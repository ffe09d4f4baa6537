use crate::course::CourseContext;
use crate::error::Result;
use crate::goals::FEATURE_GOALS;
use crate::primitives::Ramp;
use crate::variants::TerrainVariant;

/// Up-slope, down-slope pairs separated by flat run-ups.
pub struct Ramps;

impl TerrainVariant for Ramps {
    fn name(&self) -> &'static str {
        "ramps"
    }

    fn build(&self, ctx: &mut CourseContext<'_>) -> Result<()> {
        let policy = ctx.policy();
        let mut crest = 0.0f32;

        for i in 0..FEATURE_GOALS {
            let climbing = i % 2 == 0;
            let (start_height, end_height) = if climbing {
                crest = ctx.sample(&policy.ramps.rise) as f32;
                (0.0, crest)
            } else {
                (crest, 0.0)
            };

            let ramp = Ramp {
                length: ctx.sample_cells(&policy.ramps.length).max(2),
                width: None,
                start_height,
                end_height,
                y_offset: 0,
            };
            let f = ctx.place(&ramp)?;
            ctx.goal(f.center())?;
            ctx.advance(ramp.length);

            if !climbing {
                let run_up = ctx.sample_cells(&policy.spacing);
                ctx.advance(run_up);
            }
        }
        Ok(())
    }
}
use crate::course::CourseContext;
use crate::error::Result;
use crate::goals::FEATURE_GOALS;
use crate::primitives::{Ramp, Staircase};
use crate::variants::TerrainVariant;

/// One ascending flight, a goal on every step.
pub struct Stairs;

impl TerrainVariant for Stairs {
    fn name(&self) -> &'static str {
        "stairs"
    }

    fn build(&self, ctx: &mut CourseContext<'_>) -> Result<()> {
        let p = &ctx.policy().stairs;
        let stairs = Staircase {
            steps: FEATURE_GOALS,
            step_depth: ctx.sample_cells(&p.depth).max(1),
            width: None,
            base_height: 0.0,
            rise: ctx.sample(&p.rise) as f32,
        };

        for step in ctx.place_stairs(&stairs)? {
            ctx.goal(step.center())?;
        }
        ctx.advance(stairs.steps * stairs.step_depth);
        Ok(())
    }
}

const CLIMB_STEPS: usize = 3;

/// A short climb followed by ramps that wave back down to ground level.
pub struct StairsThenRamps;

impl TerrainVariant for StairsThenRamps {
    fn name(&self) -> &'static str {
        "stairs_then_ramps"
    }

    fn build(&self, ctx: &mut CourseContext<'_>) -> Result<()> {
        let policy = ctx.policy();
        let stairs = Staircase {
            steps: CLIMB_STEPS,
            step_depth: ctx.sample_cells(&policy.stairs.depth).max(1),
            width: None,
            base_height: 0.0,
            rise: ctx.sample(&policy.stairs.rise) as f32,
        };
        for step in ctx.place_stairs(&stairs)? {
            ctx.goal(step.center())?;
        }
        ctx.advance(stairs.steps * stairs.step_depth);

        // continue from whatever height the climb actually reached
        let top = ctx
            .canvas()
            .row_max(ctx.cursor().saturating_sub(1))
            .unwrap_or(0.0)
            .max(0.0);

        let mut start = top;
        for end in [top * 0.5, top, 0.0] {
            let ramp = Ramp {
                length: ctx.sample_cells(&policy.ramps.length).max(2),
                width: None,
                start_height: start,
                end_height: end,
                y_offset: 0,
            };
            let f = ctx.place(&ramp)?;
            ctx.goal(f.center())?;
            ctx.advance(ramp.length);
            start = end;
        }
        Ok(())
    }
}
..............................
Every entry must appear again in the answer, exactly as written.

(RESULT OF THIS EXERCISE)
repository ffe09d4f4baa6537
use crate::course::CourseContext;
use crate::error::Result;
use crate::goals::FEATURE_GOALS;
use crate::primitives::Ramp;
use crate::variants::TerrainVariant;

/// Up-slope, down-slope pairs separated by flat run-ups.
pub struct Ramps;

impl TerrainVariant for Ramps {
    fn name(&self) -> &'static str {
        "ramps"
    }

    fn build(&self, ctx: &mut CourseContext<'_>) -> Result<()> {
        let policy = ctx.policy();
        let mut crest = 0.0f32;

        for i in 0..FEATURE_GOALS {
            let climbing = i % 2 == 0;
            let (start_height, end_height) = if climbing {
                crest = ctx.sample(&policy.ramps.rise) as f32;
                (0.0, crest)
            } else {
                (crest, 0.0)
            };

            let ramp = Ramp {
                length: ctx.sample_cells(&policy.ramps.length).max(2),
                width: None,
                start_height,
                end_height,
                y_offset: 0,
            };
            let f = ctx.place(&ramp)?;
            ctx.goal(f.center())?;
            ctx.advance(ramp.length);

            if !climbing {
                let run_up = ctx.sample_cells(&policy.spacing);
                ctx.advance(run_up);
            }
        }
        Ok(())
    }
}
use crate::course::CourseContext;
use crate::error::Result;
use crate::goals::FEATURE_GOALS;
use crate::primitives::{Ramp, Staircase};
use crate::variants::TerrainVariant;

/// One ascending flight, a goal on every step.
pub struct Stairs;

impl TerrainVariant for Stairs {
    fn name(&self) -> &'static str {
        "stairs"
    }

    fn build(&self, ctx: &mut CourseContext<'_>) -> Result<()> {
        let p = &ctx.policy().stairs;
        let stairs = Staircase {
            steps: FEATURE_GOALS,
            step_depth: ctx.sample_cells(&p.depth).max(1),
            width: None,
            base_height: 0.0,
            rise: ctx.sample(&p.rise) as f32,
        };

        for step in ctx.place_stairs(&stairs)? {
            ctx.goal(step.center())?;
        }
        ctx.advance(stairs.steps * stairs.step_depth);
        Ok(())
    }
}

const CLIMB_STEPS: usize = 3;

/// A short climb followed by ramps that wave back down to ground level.
pub struct StairsThenRamps;

impl TerrainVariant for StairsThenRamps {
    fn name(&self) -> &'static str {
        "stairs_then_ramps"
    }

    fn build(&self, ctx: &mut CourseContext<'_>) -> Result<()> {
        let policy = ctx.policy();
        let stairs = Staircase {
            steps: CLIMB_STEPS,
            step_depth: ctx.sample_cells(&policy.stairs.depth).max(1),
            width: None,
            base_height: 0.0,
            rise: ctx.sample(&policy.stairs.rise) as f32,
        };
        for step in ctx.place_stairs(&stairs)? {
            ctx.goal(step.center())?;
        }
        ctx.advance(stairs.steps * stairs.step_depth);

        // continue from whatever height the climb actually reached
        let top = ctx
            .canvas()
            .row_max(ctx.cursor().saturating_sub(1))
            .unwrap_or(0.0)
            .max(0.0);

        let mut start = top;
        for end in [top * 0.5, top, 0.0] {
            let ramp = Ramp {
                length: ctx.sample_cells(&policy.ramps.length).max(2),
                width: None,
                start_height: start,
                end_height: end,
                y_offset: 0,
            };
            let f = ctx.place(&ramp)?;
            ctx.goal(f.center())?;
            ctx.advance(ramp.length);
            start = end;
        }
        Ok(())
    }
}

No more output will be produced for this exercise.